State schools are wrongly labelling children with SEN to cover up for poor teaching, claims a scathing new report by Government inspectors Ofsted. In addition, schools are encouraged to over-identify children with SEN in order to improve their standings in league tables and gain additional funding from local authorities, the report suggests.
Commissioned by the previous Government, the review argues that the quality of SEN assessments needs to be improved and that it is imperative to ensure that additional support provided to children is both effective and necessary. Many of those with special needs, it claims, were not fulfilling their potential simply because standards of teaching were not good enough. Schools are told that they should focus on improving teaching and pastoral support early on to ensure that additional provision is not needed later.
Perhaps most damning of all is the report’s conclusion that “Schools should stop identifying pupils as having special educational needs when they simply need better teaching and pastoral support.” According to inspectors, “the term ‘special educational needs’ is used too widely” and large numbers of children have been categorised as SEN when, in reality, “their needs were no different from those of most other pupils”.

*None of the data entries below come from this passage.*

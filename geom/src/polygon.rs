use std::fmt;

use anyhow::Result;
use geo::{Area, BooleanOps, BoundingRect, Centroid, Intersects};

use crate::{Bounds, Distance, Pt2D};

/// A single polygon, possibly with holes.
#[derive(PartialEq, Clone, Debug)]
pub struct Polygon {
    inner: geo::Polygon,
}

impl Polygon {
    /// Builds a polygon from an outer ring. The ring is closed automatically.
    pub fn new(pts: Vec<Pt2D>) -> Result<Polygon> {
        Polygon::with_holes(pts, Vec::new())
    }

    pub fn with_holes(outer: Vec<Pt2D>, holes: Vec<Vec<Pt2D>>) -> Result<Polygon> {
        let exterior = to_line_string(outer)?;
        let interiors = holes
            .into_iter()
            .map(to_line_string)
            .collect::<Result<Vec<_>>>()?;
        Ok(Polygon {
            inner: geo::Polygon::new(exterior, interiors),
        })
    }

    /// A regular hexagon with circumradius `radius`. Vertex `i` sits at angle `60 * i + 30`
    /// degrees from the center, so the hexagon points up and down and has vertical left and
    /// right edges.
    ///
    /// The offsets are computed once and shared by every vertex, so two hexagons whose centers
    /// differ by exactly `2 * h` horizontally share a bit-identical edge.
    pub fn hexagon(center: Pt2D, radius: Distance) -> Polygon {
        let r = radius.inner_meters();
        let h = r * 3.0_f64.sqrt() / 2.0;
        let half = r / 2.0;
        let offsets = [
            (h, half),
            (0.0, r),
            (-h, half),
            (-h, -half),
            (0.0, -r),
            (h, -half),
        ];
        let mut coords: Vec<geo::Coord> = offsets
            .iter()
            .map(|(dx, dy)| geo::Coord::from(center.offset(*dx, *dy)))
            .collect();
        coords.push(coords[0]);
        Polygon {
            inner: geo::Polygon::new(geo::LineString::new(coords), Vec::new()),
        }
    }

    /// An axis-aligned rectangle.
    pub fn rectangle_two_corners(pt1: Pt2D, pt2: Pt2D) -> Result<Polygon> {
        let b = Bounds::from(&[pt1, pt2]);
        if b.width() == 0.0 || b.height() == 0.0 {
            bail!("Degenerate rectangle between {} and {}", pt1, pt2);
        }
        Polygon::new(b.get_corners())
    }

    /// Parses GeoJSON-style rings: the first is the exterior, the rest are holes.
    pub fn from_geojson(raw: &[Vec<Vec<f64>>]) -> Result<Polygon> {
        let mut rings = Vec::new();
        for ring in raw {
            let mut pts = Vec::new();
            for pos in ring {
                if pos.len() < 2 {
                    bail!("Position {:?} doesn't have an x and y", pos);
                }
                pts.push(Pt2D::new(pos[0], pos[1]));
            }
            rings.push(pts);
        }
        if rings.is_empty() {
            bail!("Polygon has no rings");
        }
        let outer = rings.remove(0);
        Polygon::with_holes(outer, rings)
    }

    /// The outer ring, with the first point repeated at the end.
    pub fn points(&self) -> Vec<Pt2D> {
        self.inner
            .exterior()
            .coords()
            .map(|c| Pt2D::from(*c))
            .collect()
    }

    pub fn get_bounds(&self) -> Bounds {
        self.inner
            .bounding_rect()
            .map(Bounds::from_rect)
            .unwrap_or_default()
    }

    /// The area-weighted centroid. `None` only for an empty polygon.
    pub fn centroid(&self) -> Option<Pt2D> {
        self.inner.centroid().map(Pt2D::from)
    }

    /// Usually m^2
    pub fn area(&self) -> f64 {
        // Don't use signed_area, since polygons may have either orientation
        self.inner.unsigned_area()
    }

    /// Is the point inside the polygon or on its boundary?
    pub fn intersects_pt(&self, pt: Pt2D) -> bool {
        self.inner.intersects(&geo::Point::from(pt))
    }

    /// Applies a fallible transformation to every vertex, preserving holes.
    pub fn try_map_pts<F: Fn(Pt2D) -> Result<Pt2D>>(&self, f: F) -> Result<Polygon> {
        let map_ring = |ring: &geo::LineString| -> Result<geo::LineString> {
            let coords = ring
                .coords()
                .map(|c| f(Pt2D::from(*c)).map(geo::Coord::from))
                .collect::<Result<Vec<_>>>()?;
            Ok(geo::LineString::new(coords))
        };
        let exterior = map_ring(self.inner.exterior())?;
        let interiors = self
            .inner
            .interiors()
            .iter()
            .map(map_ring)
            .collect::<Result<Vec<_>>>()?;
        Ok(Polygon {
            inner: geo::Polygon::new(exterior, interiors),
        })
    }

    pub fn to_geojson(&self) -> geojson::Geometry {
        geojson::Geometry::new(geojson::Value::from(&self.inner))
    }

}

impl fmt::Display for Polygon {
    fn fmt(&self, f: &mut fmt::Formatter) -> fmt::Result {
        writeln!(
            f,
            "Polygon with {} points and {} holes",
            self.inner.exterior().0.len(),
            self.inner.interiors().len()
        )?;
        for (idx, pt) in self.points().into_iter().enumerate() {
            writeln!(f, "  {}: {}", idx, pt)?;
        }
        Ok(())
    }
}

impl From<geo::Polygon> for Polygon {
    fn from(inner: geo::Polygon) -> Self {
        Polygon { inner }
    }
}

impl From<Polygon> for geo::Polygon {
    fn from(poly: Polygon) -> Self {
        poly.inner
    }
}

/// Zero or more polygons treated as one region. Used for clipping masks and for tiles that were
/// cut by a boundary.
#[derive(PartialEq, Clone, Debug)]
pub struct MultiPolygon {
    inner: geo::MultiPolygon,
}

impl MultiPolygon {
    pub fn empty() -> MultiPolygon {
        MultiPolygon {
            inner: geo::MultiPolygon::new(Vec::new()),
        }
    }

    /// Merges every polygon into one region, dissolving shared edges and overlaps.
    pub fn union_all(list: Vec<Polygon>) -> MultiPolygon {
        let mut iter = list.into_iter();
        let first = match iter.next() {
            Some(p) => p,
            None => return MultiPolygon::empty(),
        };

        let mut result = geo::MultiPolygon::new(vec![first.inner]);
        for p in iter {
            result = result.union(&geo::MultiPolygon::new(vec![p.inner]));
        }
        MultiPolygon { inner: result }
    }

    pub fn polygons(&self) -> Vec<Polygon> {
        self.inner.0.iter().cloned().map(Polygon::from).collect()
    }

    pub fn is_empty(&self) -> bool {
        self.inner.0.is_empty() || self.area() == 0.0
    }

    pub fn area(&self) -> f64 {
        self.inner.unsigned_area()
    }

    pub fn get_bounds(&self) -> Bounds {
        self.inner
            .bounding_rect()
            .map(Bounds::from_rect)
            .unwrap_or_default()
    }

    pub fn centroid(&self) -> Option<Pt2D> {
        self.inner.centroid().map(Pt2D::from)
    }

    /// Is the point inside any member polygon or on a boundary?
    pub fn intersects_pt(&self, pt: Pt2D) -> bool {
        self.inner.intersects(&geo::Point::from(pt))
    }

    /// The part of `polygon` covered by this region. May be empty.
    pub fn intersection(&self, polygon: &Polygon) -> MultiPolygon {
        let other = geo::MultiPolygon::new(vec![polygon.inner.clone()]);
        MultiPolygon {
            inner: self.inner.intersection(&other),
        }
    }

    pub fn try_map_pts<F: Fn(Pt2D) -> Result<Pt2D>>(&self, f: F) -> Result<MultiPolygon> {
        let polygons = self
            .inner
            .0
            .iter()
            .map(|p| Polygon::from(p.clone()).try_map_pts(&f).map(|p| p.inner))
            .collect::<Result<Vec<_>>>()?;
        Ok(MultiPolygon {
            inner: geo::MultiPolygon::new(polygons),
        })
    }

    pub fn to_geojson(&self) -> geojson::Geometry {
        geojson::Geometry::new(geojson::Value::from(&self.inner))
    }
}

impl From<Polygon> for MultiPolygon {
    fn from(polygon: Polygon) -> Self {
        MultiPolygon {
            inner: geo::MultiPolygon::new(vec![polygon.inner]),
        }
    }
}

impl From<geo::MultiPolygon> for MultiPolygon {
    fn from(inner: geo::MultiPolygon) -> Self {
        MultiPolygon { inner }
    }
}

fn to_line_string(pts: Vec<Pt2D>) -> Result<geo::LineString> {
    let mut coords: Vec<geo::Coord> = pts.into_iter().map(geo::Coord::from).collect();
    if coords.first() == coords.last() {
        coords.pop();
    }
    if coords.len() < 3 {
        bail!("A ring needs at least 3 distinct points, got {}", coords.len());
    }
    if coords.iter().any(|c| !c.x.is_finite() || !c.y.is_finite()) {
        bail!("A ring has non-finite points");
    }
    // geo closes the ring for us
    Ok(geo::LineString::new(coords))
}

#[cfg(test)]
mod tests {
    use super::*;

    fn square(x1: f64, y1: f64, x2: f64, y2: f64) -> Polygon {
        Polygon::rectangle_two_corners(Pt2D::new(x1, y1), Pt2D::new(x2, y2)).unwrap()
    }

    #[test]
    fn hexagon_vertices() {
        let center = Pt2D::new(10.0, -5.0);
        let hex = Polygon::hexagon(center, Distance::meters(50.0));
        let pts = hex.points();
        assert_eq!(pts.len(), 7);
        assert_eq!(pts[0], pts[6]);
        for (i, pt) in pts.iter().take(6).enumerate() {
            let angle = (60.0 * i as f64 + 30.0).to_radians();
            let expected = center.offset(50.0 * angle.cos(), 50.0 * angle.sin());
            assert!(pt.approx_eq(expected, 1e-9), "vertex {}: {} vs {}", i, pt, expected);
            assert!((pt.raw_dist_to(center) - 50.0).abs() < 1e-9);
        }
        // Pointy-top: the topmost vertex is straight above the center
        assert_eq!(pts[1], Pt2D::new(10.0, 45.0));

        let area = 1.5 * 3.0_f64.sqrt() * 50.0 * 50.0;
        assert!((hex.area() - area).abs() < 1e-6);
        assert!(hex.centroid().unwrap().approx_eq(center, 1e-9));
    }

    #[test]
    fn neighbors_share_an_exact_edge() {
        let r = Distance::meters(50.0);
        let h = 50.0 * 3.0_f64.sqrt() / 2.0;
        let left = Polygon::hexagon(Pt2D::new(0.0, 0.0), r);
        let right = Polygon::hexagon(Pt2D::new(2.0 * h, 0.0), r);
        let on_edge = Pt2D::new(h, 0.0);
        assert!(left.intersects_pt(on_edge));
        assert!(right.intersects_pt(on_edge));
        assert!((left.area() - right.area()).abs() < 1e-9);
    }

    #[test]
    fn intersects_pt_includes_boundary() {
        let sq = square(0.0, 0.0, 10.0, 10.0);
        assert!(sq.intersects_pt(Pt2D::new(5.0, 5.0)));
        assert!(sq.intersects_pt(Pt2D::new(10.0, 5.0)));
        assert!(sq.intersects_pt(Pt2D::new(0.0, 0.0)));
        assert!(!sq.intersects_pt(Pt2D::new(10.001, 5.0)));
    }

    #[test]
    fn union_and_intersection() {
        let mask = MultiPolygon::union_all(vec![
            square(0.0, 0.0, 10.0, 10.0),
            square(10.0, 0.0, 20.0, 10.0),
            square(5.0, 5.0, 15.0, 15.0),
        ]);
        // 200 for the two adjacent squares, plus the 10x5 strip sticking out the top
        assert!((mask.area() - 250.0).abs() < 1e-6);
        let b = mask.get_bounds();
        for (actual, expected) in [(b.min_x, 0.0), (b.min_y, 0.0), (b.max_x, 20.0), (b.max_y, 15.0)] {
            assert!((actual - expected).abs() < 1e-9, "{:?}", b);
        }

        let cut = mask.intersection(&square(15.0, -5.0, 25.0, 5.0));
        assert!((cut.area() - 25.0).abs() < 1e-6);
        assert!(cut.centroid().unwrap().approx_eq(Pt2D::new(17.5, 2.5), 1e-6));

        let touching_only = mask.intersection(&square(20.0, 0.0, 30.0, 10.0));
        assert!(touching_only.is_empty());
    }

    #[test]
    fn holes() {
        let donut = Polygon::from_geojson(&[
            vec![
                vec![0.0, 0.0],
                vec![10.0, 0.0],
                vec![10.0, 10.0],
                vec![0.0, 10.0],
                vec![0.0, 0.0],
            ],
            vec![
                vec![4.0, 4.0],
                vec![6.0, 4.0],
                vec![6.0, 6.0],
                vec![4.0, 6.0],
                vec![4.0, 4.0],
            ],
        ])
        .unwrap();
        assert!((donut.area() - 96.0).abs() < 1e-9);
        assert!(!donut.intersects_pt(Pt2D::new(5.0, 5.0)));
        assert!(donut.intersects_pt(Pt2D::new(4.0, 5.0)));
    }

    #[test]
    fn bad_rings() {
        assert!(Polygon::new(vec![Pt2D::new(0.0, 0.0), Pt2D::new(1.0, 1.0)]).is_err());
        assert!(Polygon::from_geojson(&[vec![vec![0.0], vec![1.0, 1.0], vec![2.0, 0.0]]]).is_err());
        assert!(Polygon::rectangle_two_corners(Pt2D::new(0.0, 0.0), Pt2D::new(0.0, 5.0)).is_err());
        assert!(MultiPolygon::union_all(Vec::new()).is_empty());
    }

    #[test]
    fn map_pts() {
        let moved = square(0.0, 0.0, 10.0, 10.0)
            .try_map_pts(|pt| Ok(pt.offset(100.0, 0.0)))
            .unwrap();
        assert_eq!(moved.get_bounds().min_x, 100.0);
        assert!(square(0.0, 0.0, 1.0, 1.0)
            .try_map_pts(|_| Err(anyhow!("nope")))
            .is_err());
    }
}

The report, Special educational needs and disability review: a statement is not enough, also concludes that legislation should be simplified to ensure that the system is clearer for parents and education providers, and those providing services should be held accountable according to outcomes for the children and young people concerned.
Educationalists and the charity sector have given the report a mixed reception. While some have welcomed its focus on outcomes for children with SEN, others have criticised what they see as its attempt to ensure that fewer children are eligible for SEN status and appropriate assistance.
Peter Holland, CEO at disability charity MOVE Europe, said that his organisation “welcomes Ofsted’s view that there should be higher expectations for children with complex needs through the focus on the quality of teaching and learning and how well young people do as a result.” The Alliance for Inclusive Education, however, described the report as “deeply unhelpful”, claiming it is an “attack on children with SEN’s rights”. Simone Aspis, a spokesperson for the Alliance, argued that “It really is unacceptable for ‘politically driven’ decisions to determine if and what SEN provision is reasonable for children….It is crucial that the support children with SEN get in school remains based on need rather the budget.”
The National Autistic Society (NAS) says it is saddened but unsurprised by the poor provision and low standards revealed in the review. “Ofsted’s important report exposes a number of key failings within the SEN system and crucially recognises that children with complex needs, such as autism, are not getting the help they need in the classroom”, said the charity’s chief executive Mark Lever.